La fine del Titanic non ha avuto luogo:
era solo un film, un presagio, un'allucinazione.
"In realtà" si continua a giocare a whist,
e se non a whist quanto meno a backgammon; nel
salotto fumatori le scatole di sigari, lavorazione artigianale,
made in Cuba, risplendono ancor sempre di medaglie d'oro;
nell'ingresso del Gran Foyer si librano tuttavia
pace e progresso, stitici e allegorici,
in bronzo; i ricchi sono rimasti ricchi,
e comandantes i comandantes; nel bagno turco
l'intramontabile Mrs. Maud Slocombe adempie al suo difficile compito,
quello di prima massaggiatrice di bordo della storia;
dovunque lampadari, palme, specchi e satinate tende,
Luì Kens, Luì Kators, sempre e ovunque, fino alla nausea.
Naturalmente oggi il personale ha la tredicesima
e la tivù a colori in cabina; lo steward è turco;
l'infermiera è laureata in psicologia; ma altrimenti?
I menù sono ancora e sempre troppo lunghi;
di nuovo c'è, tutt'al più, sul ponte F la sauna finlandese,
dove il Comitato Centrale va per sudare e mette saccarina anziché zucchero nel tè.

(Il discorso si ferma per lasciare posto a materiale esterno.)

use axum::debug_handler;
use axum::extract::{Multipart, State};
use bytes::Bytes;
use ecs_logger::extra_fields;
use http::{HeaderMap, StatusCode};
use log::{error, info};
use opentelemetry::global;
use opentelemetry::trace::{Span, TraceContextExt, Tracer};
use crate::config::settings::SETTINGS;
use crate::error::errors::ResponseCode;
use crate::logger::logger::LoggerExtraFields;
use crate::middleware::request_id_mw::request_id_from_headers;
use crate::models::enrollment_model::{EnrollmentRegisterInput, EnrollmentRegisterResultOutput};
use crate::response::common_response::{BaseResponse, GeneralResponseBuilder, GeneralResponseResult};
use crate::service::enrollment_service::RegisterOutcome;
use crate::state::enrollment_state::EnrollmentState;

fn register_error(request_id: &str, status_code: StatusCode, code: ResponseCode, message: &str) -> GeneralResponseResult<BaseResponse<EnrollmentRegisterResultOutput>> {
    Ok(GeneralResponseBuilder::new()
        .status_code(status_code)
        .body(BaseResponse {
            data: None,
            response_message: message.to_string(),
            response_code: ResponseCode::response_code(code),
            is_success: false,
            request_id: request_id.to_string(),
        })
        .build())
}

#[debug_handler(state=EnrollmentState)]
pub async fn enrollment_register(headers: HeaderMap, State(state): State<EnrollmentState>, mut payload: Multipart) -> GeneralResponseResult<BaseResponse<EnrollmentRegisterResultOutput>> {
    let tracer = global::tracer(SETTINGS.app.name.clone());
    let parent_ctx = opentelemetry::Context::new();
    let span = tracer
        .span_builder("enrollment-register")
        .start_with_context(&tracer, &parent_ctx);

    let request_id = request_id_from_headers(&headers);
    let mut im_bytes: Bytes = Bytes::new();
    let mut name = String::new();
    let mut usn = String::new();

    extra_fields::set_extra_fields(LoggerExtraFields {
        request_id: request_id.clone(),
    }).ok();

    let child_ctx = parent_ctx.with_span(span);
    let mut child = tracer.start_with_context("marshal-request", &child_ctx);
    info!("received enrollment request");
    loop {
        let field = match payload.next_field().await {
            Ok(Some(field)) => field,
            Ok(None) => break,
            Err(e) => {
                error!("failed to read multipart field: {e}");
                return register_error(&request_id, StatusCode::BAD_REQUEST, ResponseCode::ErrorCodeInput, "malformed multipart payload");
            }
        };

        let field_name = field.name().unwrap_or_default().to_string();
        match field_name.as_str() {
            "image" => {
                match field.bytes().await {
                    Ok(data) => {
                        if data.is_empty() {
                            return register_error(&request_id, StatusCode::BAD_REQUEST, ResponseCode::ErrorCodeInput, "image is empty");
                        }
                        im_bytes = data;
                    }
                    Err(e) => {
                        error!("failed to retrieve image from request: {e}");
                        return register_error(&request_id, StatusCode::BAD_REQUEST, ResponseCode::ErrorCodeInput, "failed to process image");
                    }
                };
            }
            "name" => {
                name = field.text().await.unwrap_or_default();
            }
            "usn" => {
                usn = field.text().await.unwrap_or_default();
            }
            _ => {}
        }
    }
    child.end();

    if im_bytes.is_empty() {
        return register_error(&request_id, StatusCode::BAD_REQUEST, ResponseCode::ErrorCodeInput, "image is required");
    }
    if name.trim().is_empty() || usn.trim().is_empty() {
        return register_error(&request_id, StatusCode::BAD_REQUEST, ResponseCode::ErrorCodeValidation, "name and usn are required");
    }

    let input = EnrollmentRegisterInput {
        im_bytes,
        name,
        usn,
    };

    let mut child = tracer.start_with_context("register", &child_ctx);
    let outcome = match state.enrollment_service.register(input).await {
        Ok(outcome) => {outcome}
        Err(e) => {
            error!("failed to register student: {e}");
            return register_error(&request_id, StatusCode::INTERNAL_SERVER_ERROR, ResponseCode::ErrorCodeServer, "internal server error");
        }
    };
    child.end();

    let registered = match outcome {
        RegisterOutcome::Registered(registered) => registered,
        RegisterOutcome::Rejected(rejection) => {
            return register_error(&request_id, StatusCode::BAD_REQUEST, ResponseCode::ErrorCodeValidation, &rejection.reason);
        }
    };

    info!("completed enrollment");
    extra_fields::clear_extra_fields();

    return Ok(GeneralResponseBuilder::new()
        .status_code(StatusCode::OK)
        .body(BaseResponse {
            data: Some(registered),
            response_message: "OK".to_string(),
            response_code: ResponseCode::response_code(ResponseCode::CodeOK),
            is_success: true,
            request_id: request_id.clone(),
        })
        .build()
    )
}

I glaciologi si sono portati appresso un micro-computer
in teca di perspex, il quale, durante i lavori del congresso
di climatologia, funziona come simulatore d'icebergs
su una proiezione di duecentocinquant'anni.
Le boutiques fanno, come al solito, affari d'oro
con portaceneri e magliette souvenir del Titanic;
al cinema danno A Night to Remember; l'happy end
è una graziosa abitudine, come le rapine alle banche,
come le tavole rotonde sull'indicizzazione delle pensioni
e sul socialismo in un piroscafo.
Ogni tanto scattano puntuali gli scioperi a singhiozzo;
allora i camerieri piantano lì i secchielli dello champagne
e il pianista si ferma in mezzo alla fantasia in do minore.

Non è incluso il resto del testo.